◆ **How to complete this task**:
What is needed is an exact copy of all the entries below.

---- Available records

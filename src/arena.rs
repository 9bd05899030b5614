//! Arena-based node allocation for the NFA graph.
//!
//! Repeat loops give the graph genuine cycles (the counter node points
//! back at the loop entry), and alternation gives it forward-shared
//! destinations, so nodes cannot own each other by value. A single arena
//! owns every node for the lifetime of one compiled NFA; nodes reference
//! each other by index. `NodeId` is just a `u32`, so cyclic references
//! cost nothing and node identity is stable, which the simulator relies
//! on when it keys counter values by counter-node id.

use smallvec::SmallVec;

/// A node identifier - an index into the arena.
#[derive(Clone, Copy, PartialEq, Eq, PartialOrd, Ord, Hash, Debug)]
pub struct NodeId(u32);

impl NodeId {
    #[inline]
    pub fn index(self) -> usize {
        self.0 as usize
    }
}

/// What an edge consumes.
#[derive(Debug, Clone, Copy, PartialEq, Eq)]
pub enum EdgeLabel {
    /// Always traversable, consumes nothing.
    Epsilon,
    /// Consumes exactly this character.
    Char(char),
    /// Consumes any one character.
    Any,
}

/// An outgoing edge.
pub type Edge = (EdgeLabel, NodeId);

/// A node in the NFA graph.
#[derive(Debug, Clone)]
pub enum Node {
    /// An ordered collection of outgoing edges.
    Trans(SmallVec<[Edge; 2]>),
    /// The loop-control point of a repetition. Never persisted in the
    /// simulator's active set; resolved during closure.
    Counter {
        /// Entry node of the loop body (back-edge target).
        loop_entry: NodeId,
        /// Where to continue after the loop.
        exit: NodeId,
        /// Minimum iterations before the loop may be exited.
        min: usize,
        /// Maximum iterations, already clamped to the repeat limit.
        max: usize,
    },
}

impl Node {
    /// The edge list of a transition node.
    ///
    /// Panics on a counter node: only the builder calls this, and it only
    /// ever wires edges out of transition nodes.
    fn edges_mut(&mut self) -> &mut SmallVec<[Edge; 2]> {
        match self {
            Node::Trans(edges) => edges,
            Node::Counter { .. } => panic!("counter nodes have no outgoing edges"),
        }
    }
}

/// Arena owning every node of one compiled NFA.
///
/// Read-only after construction; the simulator only ever indexes into it.
#[derive(Debug, Clone, Default)]
pub struct NodeArena {
    nodes: Vec<Node>,
}

impl NodeArena {
    pub fn new() -> Self {
        Self::default()
    }

    /// Allocate a fresh transition node with no edges.
    pub(crate) fn alloc(&mut self) -> NodeId {
        let id = NodeId(self.nodes.len() as u32);
        self.nodes.push(Node::Trans(SmallVec::new()));
        id
    }

    /// Allocate a counter node.
    pub(crate) fn alloc_counter(
        &mut self,
        loop_entry: NodeId,
        exit: NodeId,
        min: usize,
        max: usize,
    ) -> NodeId {
        let id = NodeId(self.nodes.len() as u32);
        self.nodes.push(Node::Counter {
            loop_entry,
            exit,
            min,
            max,
        });
        id
    }

    /// Add an edge from `from` to `to`.
    pub(crate) fn add_edge(&mut self, from: NodeId, label: EdgeLabel, to: NodeId) {
        self.nodes[from.index()].edges_mut().push((label, to));
    }

    pub fn len(&self) -> usize {
        self.nodes.len()
    }

    pub fn is_empty(&self) -> bool {
        self.nodes.is_empty()
    }
}

impl std::ops::Index<NodeId> for NodeArena {
    type Output = Node;

    #[inline]
    fn index(&self, id: NodeId) -> &Self::Output {
        &self.nodes[id.index()]
    }
}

--------

◆ **Result of this task**:
filename src/arena.rs
repository 9bd05899030b5614
//! Arena-based node allocation for the NFA graph.
//!
//! Repeat loops give the graph genuine cycles (the counter node points
//! back at the loop entry), and alternation gives it forward-shared
//! destinations, so nodes cannot own each other by value. A single arena
//! owns every node for the lifetime of one compiled NFA; nodes reference
//! each other by index. `NodeId` is just a `u32`, so cyclic references
//! cost nothing and node identity is stable, which the simulator relies
//! on when it keys counter values by counter-node id.

use smallvec::SmallVec;

/// A node identifier - an index into the arena.
#[derive(Clone, Copy, PartialEq, Eq, PartialOrd, Ord, Hash, Debug)]
pub struct NodeId(u32);

impl NodeId {
    #[inline]
    pub fn index(self) -> usize {
        self.0 as usize
    }
}

/// What an edge consumes.
#[derive(Debug, Clone, Copy, PartialEq, Eq)]
pub enum EdgeLabel {
    /// Always traversable, consumes nothing.
    Epsilon,
    /// Consumes exactly this character.
    Char(char),
    /// Consumes any one character.
    Any,
}

/// An outgoing edge.
pub type Edge = (EdgeLabel, NodeId);

/// A node in the NFA graph.
#[derive(Debug, Clone)]
pub enum Node {
    /// An ordered collection of outgoing edges.
    Trans(SmallVec<[Edge; 2]>),
    /// The loop-control point of a repetition. Never persisted in the
    /// simulator's active set; resolved during closure.
    Counter {
        /// Entry node of the loop body (back-edge target).
        loop_entry: NodeId,
        /// Where to continue after the loop.
        exit: NodeId,
        /// Minimum iterations before the loop may be exited.
        min: usize,
        /// Maximum iterations, already clamped to the repeat limit.
        max: usize,
    },
}

impl Node {
    /// The edge list of a transition node.
    ///
    /// Panics on a counter node: only the builder calls this, and it only
    /// ever wires edges out of transition nodes.
    fn edges_mut(&mut self) -> &mut SmallVec<[Edge; 2]> {
        match self {
            Node::Trans(edges) => edges,
            Node::Counter { .. } => panic!("counter nodes have no outgoing edges"),
        }
    }
}

/// Arena owning every node of one compiled NFA.
///
/// Read-only after construction; the simulator only ever indexes into it.
#[derive(Debug, Clone, Default)]
pub struct NodeArena {
    nodes: Vec<Node>,
}

impl NodeArena {
    pub fn new() -> Self {
        Self::default()
    }

    /// Allocate a fresh transition node with no edges.
    pub(crate) fn alloc(&mut self) -> NodeId {
        let id = NodeId(self.nodes.len() as u32);
        self.nodes.push(Node::Trans(SmallVec::new()));
        id
    }

    /// Allocate a counter node.
    pub(crate) fn alloc_counter(
        &mut self,
        loop_entry: NodeId,
        exit: NodeId,
        min: usize,
        max: usize,
    ) -> NodeId {
        let id = NodeId(self.nodes.len() as u32);
        self.nodes.push(Node::Counter {
            loop_entry,
            exit,
            min,
            max,
        });
        id
    }

    /// Add an edge from `from` to `to`.
    pub(crate) fn add_edge(&mut self, from: NodeId, label: EdgeLabel, to: NodeId) {
        self.nodes[from.index()].edges_mut().push((label, to));
    }

    pub fn len(&self) -> usize {
        self.nodes.len()
    }

    pub fn is_empty(&self) -> bool {
        self.nodes.is_empty()
    }
}

impl std::ops::Index<NodeId> for NodeArena {
    type Output = Node;

    #[inline]
    fn index(&self, id: NodeId) -> &Self::Output {
        &self.nodes[id.index()]
    }
}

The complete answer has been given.